Scott uses SketchUp to review the location and dimensions for doors, stairs, and windows to ensure the buildings he is designing are up to building code standards.
‘Another benefit of using SketchUp is the ability to use Sefaira. During the conceptual stage, I assign values to walls, windows, and the foundation to review compliance with our national energy codes. Although these are high-level numbers, they give me — and our group or our client — a rough idea of the energy consumption based on the location’s climate.’

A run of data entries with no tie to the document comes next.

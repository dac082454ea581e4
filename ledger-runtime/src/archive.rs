//! Business network archives.
//!
//! An archive is a zip file:
//!
//! ```text
//! package.json        { "name", "version", "description"? }
//! models/*.json       model files
//! lib/*.json          script descriptors: { "functions": [{ "name", "transaction"? }] }
//! ```
//!
//! Scripts are discovered in archive path order.

use base64::{engine::general_purpose::STANDARD, Engine as _};
use serde::{Deserialize, Serialize};
use sha2::{Digest, Sha256};
use std::collections::BTreeMap;
use std::io::{Cursor, Read, Write};
use std::sync::Arc;
use tracing::debug;

use crate::error::{Result, RuntimeError};
use crate::model::{Introspector, ModelFile};

const PACKAGE_FILE: &str = "package.json";
const MODELS_DIR: &str = "models/";
const SCRIPTS_DIR: &str = "lib/";

#[derive(Debug, Clone, PartialEq, Serialize, Deserialize)]
pub struct PackageInfo {
    pub name: String,
    pub version: String,
    #[serde(default, skip_serializing_if = "Option::is_none")]
    pub description: Option<String>,
}

/// A function exported by a script.
#[derive(Debug, Clone, PartialEq, Serialize, Deserialize)]
pub struct ScriptFunction {
    pub name: String,
    /// Transaction type handled; when absent the `on<Type>` name applies
    #[serde(default, skip_serializing_if = "Option::is_none")]
    pub transaction: Option<String>,
}

impl ScriptFunction {
    pub fn named(name: &str) -> Self {
        Self {
            name: name.to_string(),
            transaction: None,
        }
    }

    pub fn for_transaction(name: &str, transaction: &str) -> Self {
        Self {
            name: name.to_string(),
            transaction: Some(transaction.to_string()),
        }
    }
}

#[derive(Debug, Clone, Default, PartialEq, Serialize, Deserialize)]
pub struct ScriptDescriptor {
    #[serde(default)]
    pub functions: Vec<ScriptFunction>,
}

/// A script and the archive path it was read from.
#[derive(Debug, Clone, PartialEq)]
pub struct Script {
    pub identifier: String,
    pub functions: Vec<ScriptFunction>,
}

/// A parsed business network.
#[derive(Debug, Clone)]
pub struct BusinessNetworkDefinition {
    package: PackageInfo,
    models: Vec<ModelFile>,
    scripts: Vec<Script>,
    introspector: Arc<Introspector>,
}

impl BusinessNetworkDefinition {
    pub fn new(package: PackageInfo, models: Vec<ModelFile>, scripts: Vec<Script>) -> Result<Self> {
        let introspector = Arc::new(Introspector::new(&models)?);
        Ok(Self {
            package,
            models,
            scripts,
            introspector,
        })
    }

    /// Parse a zip archive.
    pub fn from_archive(bytes: &[u8]) -> Result<Self> {
        let files = extract_zip(bytes)?;

        let package: PackageInfo = files
            .get(PACKAGE_FILE)
            .ok_or_else(|| RuntimeError::Archive(format!("missing {PACKAGE_FILE}")))
            .and_then(|data| parse_entry(PACKAGE_FILE, data))?;

        let mut models = Vec::new();
        let mut scripts = Vec::new();
        for (path, data) in &files {
            if !path.ends_with(".json") {
                continue;
            }
            if path.starts_with(MODELS_DIR) {
                models.push(parse_entry::<ModelFile>(path, data)?);
            } else if path.starts_with(SCRIPTS_DIR) {
                let descriptor: ScriptDescriptor = parse_entry(path, data)?;
                scripts.push(Script {
                    identifier: path.clone(),
                    functions: descriptor.functions,
                });
            }
        }

        debug!(
            name = %package.name,
            version = %package.version,
            models = models.len(),
            scripts = scripts.len(),
            "Business network archive parsed"
        );
        Self::new(package, models, scripts)
    }

    /// Decode a base64 archive payload.
    pub fn from_base64(encoded: &str) -> Result<Self> {
        Self::from_archive(&decode_archive(encoded)?)
    }

    /// Write the definition back out as an archive.
    pub fn to_archive(&self) -> Result<Vec<u8>> {
        let mut builder = ArchiveBuilder::from_package(self.package.clone());
        for model in &self.models {
            builder = builder.model(model.clone());
        }
        for script in &self.scripts {
            let name = script
                .identifier
                .trim_start_matches(SCRIPTS_DIR)
                .trim_end_matches(".json")
                .to_string();
            builder = builder.script(
                &name,
                ScriptDescriptor {
                    functions: script.functions.clone(),
                },
            );
        }
        builder.build()
    }

    /// `name@version`
    pub fn identifier(&self) -> String {
        format!("{}@{}", self.package.name, self.package.version)
    }

    pub fn name(&self) -> &str {
        &self.package.name
    }

    pub fn version(&self) -> &str {
        &self.package.version
    }

    pub fn description(&self) -> Option<&str> {
        self.package.description.as_deref()
    }

    pub fn introspector(&self) -> Arc<Introspector> {
        self.introspector.clone()
    }

    pub fn scripts(&self) -> &[Script] {
        &self.scripts
    }
}

/// Hash identifying an archive: hex SHA-256 of the base64 payload as stored.
pub fn hash_archive(encoded: &str) -> String {
    let mut hasher = Sha256::new();
    hasher.update(encoded.as_bytes());
    hex::encode(hasher.finalize())
}

pub fn decode_archive(encoded: &str) -> Result<Vec<u8>> {
    STANDARD
        .decode(encoded.trim())
        .map_err(|e| RuntimeError::Archive(format!("invalid base64: {e}")))
}

pub fn encode_archive(bytes: &[u8]) -> String {
    STANDARD.encode(bytes)
}

fn extract_zip(data: &[u8]) -> Result<BTreeMap<String, Vec<u8>>> {
    let zip_err = |e: zip::result::ZipError| RuntimeError::Archive(e.to_string());
    let mut archive = zip::ZipArchive::new(Cursor::new(data)).map_err(zip_err)?;
    let mut files = BTreeMap::new();

    for i in 0..archive.len() {
        let mut file = archive.by_index(i).map_err(zip_err)?;
        if file.is_file() {
            let name = file.name().trim_start_matches('/').to_string();
            if !name.is_empty() {
                let mut contents = Vec::new();
                file.read_to_end(&mut contents)
                    .map_err(|e| RuntimeError::Archive(e.to_string()))?;
                files.insert(name, contents);
            }
        }
    }

    Ok(files)
}

fn parse_entry<T: serde::de::DeserializeOwned>(path: &str, data: &[u8]) -> Result<T> {
    serde_json::from_slice(data).map_err(|e| RuntimeError::Archive(format!("{path}: {e}")))
}

/// Builds business network archives.
#[derive(Debug, Clone)]
pub struct ArchiveBuilder {
    package: PackageInfo,
    models: Vec<ModelFile>,
    scripts: Vec<(String, ScriptDescriptor)>,
}

impl ArchiveBuilder {
    pub fn new(name: &str, version: &str) -> Self {
        Self::from_package(PackageInfo {
            name: name.to_string(),
            version: version.to_string(),
            description: None,
        })
    }

    fn from_package(package: PackageInfo) -> Self {
        Self {
            package,
            models: Vec::new(),
            scripts: Vec::new(),
        }
    }

    pub fn description(mut self, description: &str) -> Self {
        self.package.description = Some(description.to_string());
        self
    }

    pub fn model(mut self, model: ModelFile) -> Self {
        self.models.push(model);
        self
    }

    /// Add `lib/{name}.json`.
    pub fn script(mut self, name: &str, descriptor: ScriptDescriptor) -> Self {
        self.scripts.push((name.to_string(), descriptor));
        self
    }

    pub fn build(&self) -> Result<Vec<u8>> {
        let zip_err = |e: zip::result::ZipError| RuntimeError::Archive(e.to_string());
        let options = zip::write::SimpleFileOptions::default()
            .compression_method(zip::CompressionMethod::Deflated);
        let mut writer = zip::ZipWriter::new(Cursor::new(Vec::new()));

        let mut entries: Vec<(String, Vec<u8>)> =
            vec![(PACKAGE_FILE.to_string(), serde_json::to_vec_pretty(&self.package)?)];
        for (index, model) in self.models.iter().enumerate() {
            entries.push((
                format!("{MODELS_DIR}{:02}-{}.json", index, model.namespace),
                serde_json::to_vec_pretty(model)?,
            ));
        }
        for (name, descriptor) in &self.scripts {
            entries.push((
                format!("{SCRIPTS_DIR}{name}.json"),
                serde_json::to_vec_pretty(descriptor)?,
            ));
        }

        for (path, data) in entries {
            writer.start_file(path, options).map_err(zip_err)?;
            writer
                .write_all(&data)
                .map_err(|e| RuntimeError::Archive(e.to_string()))?;
        }
        Ok(writer.finish().map_err(zip_err)?.into_inner())
    }

    /// The archive as a base64 payload.
    pub fn build_base64(&self) -> Result<String> {
        Ok(encode_archive(&self.build()?))
    }
}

Using Sefaira helps the team at Remington Corporation start a discussion backed by data. According to Miller, the analysis provides a basis to start meaningful conversations with their sustainability engineers. They can identify issues with energy loss through the building envelope, what their equipment/lighting power requirement limits are, and the minimum values for the construction assemblies and glazing systems. Once this building performance analysis is complete, Miller’s team sends their findings to their mechanical engineers for review. To learn more, read here.
Factor Four: Infrastructural
Costly errors can be avoided when using the right technology to understand your existing site conditions, particularly the location of existing utilities and infrastructure. Construction company FMT AB’s success hinges on using interoperable tools; that is, technology that talks to other technology. FMT AB kicks off each project by sending a drone to collect point cloud data on-site. They use Scan Essentials, Trimble Business Centre, and RealWorks to import drone data and then, after some modifications, transfer it to SketchUp.
Point cloud scan created using Trimble products. Image courtesy of FMT AB.
“We can swiftly pull surfaces and textures between the different programs, direct layout on site from the design models, and coordinate designs from multiple sources through Trimble Connect for an easy, streamlined QA/QC workflow. This workflow benefits the whole construction process, making everyone on site, from the excavation team to the concrete contractor, work faster.”
FMT AB’s exclusive use of Trimble technologies makes the company an estimated 30% more efficient than its big-business competitors. Trimble Business Center provides accurate field-to-finish survey data; Trimble RealWorks is used to process and analyze point clouds to create high-quality customer deliverables; and Scan Essentials in SketchUp Studio. The latter takes the material world into 3D modeling, making it possible to model over point clouds and move back and forth between survey files in Trimble SiteVision or rendered images. This interoperability makes for an efficient process, saving time and streamlining the workflow. Learn more about FMT AB’s process here.
Using point cloud data to represent the as-built condition. Image courtesy of Design Develop LLC.
Smart technology helps you avoid potential hazards and risks. Pointcloud scanning hardware like the Trimble X7 has total accuracy, giving you confidence and efficiency in your work as it assesses structural integrity. Architecture firm Design Develop LLC use SketchUp, Trimble X7, and Scan Essentials at the start of their workflow to streamline their projects. Firm principal Bob Pineo said,
“Combining Trimble products has helped grow our company exponentially. We use SketchUp, Trimble X7, and Scan Essentials to help streamline our workflow and grow our business. Incorporating this technology has been very straightforward, and the ability to iterate wasn’t sacrificed. Using the Trimble X7 is a fairly new part of our process and has saved us time and money. We used to hire this out with a third-party surveyor, and we’d always have issues with the files and getting the data promptly. Now we do this all in-house. We’ve even expanded our business by selling this service to other companies.”